I walk along the main paved path, towards the south-east corner. Laura’s family had a plot here — her parents had bought space for themselves, in the anticipation of their eventual deaths. They’d wanted to be prepared. I’m sure they never expected to be using one of the spaces for their only daughter.
I find the stone easily enough. Even though I only come here once a year, the pattern of the place is imprinted on my memory. The grass is clipped neatly, and the stone still looks pristine, even after eight years. There’s a bouquet already sitting in front of the headstone — white-blue hydrangeas, Laura’s favorite. From her mother, no doubt. She must still come every week. The flowers are a bit limp from the overnight chill, but otherwise look fresh.

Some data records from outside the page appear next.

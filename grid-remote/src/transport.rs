use std::sync::Arc;
use std::time::Duration;

use rustls::ServerName;
use tokio::net::TcpStream;
use tokio_rustls::TlsConnector;
use tracing::debug;

use grid_core::address::Address;
use grid_core::config::network::NetworkConfig;
use grid_core::error::ClientError;

use crate::tls::{client_config, MaybeTlsStream};

/// Opens byte streams to members, TLS wrapped when configured. There is no
/// fallback to plaintext once TLS is configured.
#[derive(Clone)]
pub struct Transport {
    tls: Option<TlsConnector>,
    server_name: Option<String>,
    connect_timeout: Duration,
}

impl Transport {
    pub fn new(network: &NetworkConfig) -> Result<Self, ClientError> {
        let tls = client_config(&network.ssl)?.map(TlsConnector::from);
        Ok(Self {
            tls,
            server_name: network.ssl.server_name.clone(),
            connect_timeout: network.connection_timeout(),
        })
    }

    pub fn plain(connect_timeout: Duration) -> Self {
        Self {
            tls: None,
            server_name: None,
            connect_timeout,
        }
    }

    pub fn with_tls(config: Arc<rustls::ClientConfig>, connect_timeout: Duration) -> Self {
        Self {
            tls: Some(TlsConnector::from(config)),
            server_name: None,
            connect_timeout,
        }
    }

    pub fn is_tls(&self) -> bool {
        self.tls.is_some()
    }

    pub fn connect_timeout(&self) -> Duration {
        self.connect_timeout
    }

    /// TCP connect plus TLS handshake, both bounded by the connect timeout.
    pub async fn connect(&self, address: &Address) -> Result<MaybeTlsStream, ClientError> {
        match tokio::time::timeout(self.connect_timeout, self.establish(address)).await {
            Ok(result) => result,
            Err(_) => Err(ClientError::ConnectTimeout {
                address: address.clone(),
                timeout: self.connect_timeout,
            }),
        }
    }

    async fn establish(&self, address: &Address) -> Result<MaybeTlsStream, ClientError> {
        let stream = TcpStream::connect((address.host.as_str(), address.port))
            .await
            .map_err(|e| ClientError::Connect {
                address: address.clone(),
                reason: e.to_string(),
            })?;
        stream.set_nodelay(true).map_err(|e| ClientError::Connect {
            address: address.clone(),
            reason: format!("set tcp nodelay error {}", e),
        })?;
        let Some(connector) = &self.tls else {
            return Ok(MaybeTlsStream::Plain(stream));
        };
        let host = self.server_name.as_deref().unwrap_or(address.host.as_str());
        let server_name = ServerName::try_from(host)
            .map_err(|e| ClientError::TlsConfig(format!("invalid server name {}: {}", host, e)))?;
        let stream = connector
            .connect(server_name, stream)
            .await
            .map_err(|e| ClientError::TlsHandshake {
                address: address.clone(),
                reason: e.to_string(),
            })?;
        debug!("tls handshake with {} completed", address);
        Ok(MaybeTlsStream::Tls(Box::new(stream)))
    }
}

“I’m sorry about the carnations.” My voice in the early morning air sounds husky. I set the flowers down next to the others. Despite the carnations, the arrangement is cheerful looking — pink roses, yellow lilies, something bright and red and bursting. And of course, the carnations. Relatively unobtrusive, in the grand scheme of things. Laura would have laughed.
The sound of a weed whacker kicks up, and I glance over to where the groundskeeper is working. He sees me and lifts one hand in greeting. I do the same. Then I sit, my back propped up against Laura’s headstone.
For awhile, I don’t say anything. I’ve never known what to say. Even when Laura first got sick, I didn’t say much. I couldn’t. I channeled all my energy and questions into work. Work was something I understood. Something I could control.
After she died, I got quieter still, and for the last few years, all those voices inside me have been deadly silent. I became even more driven, even more ruthless, even more closed off to everything and everyone around me.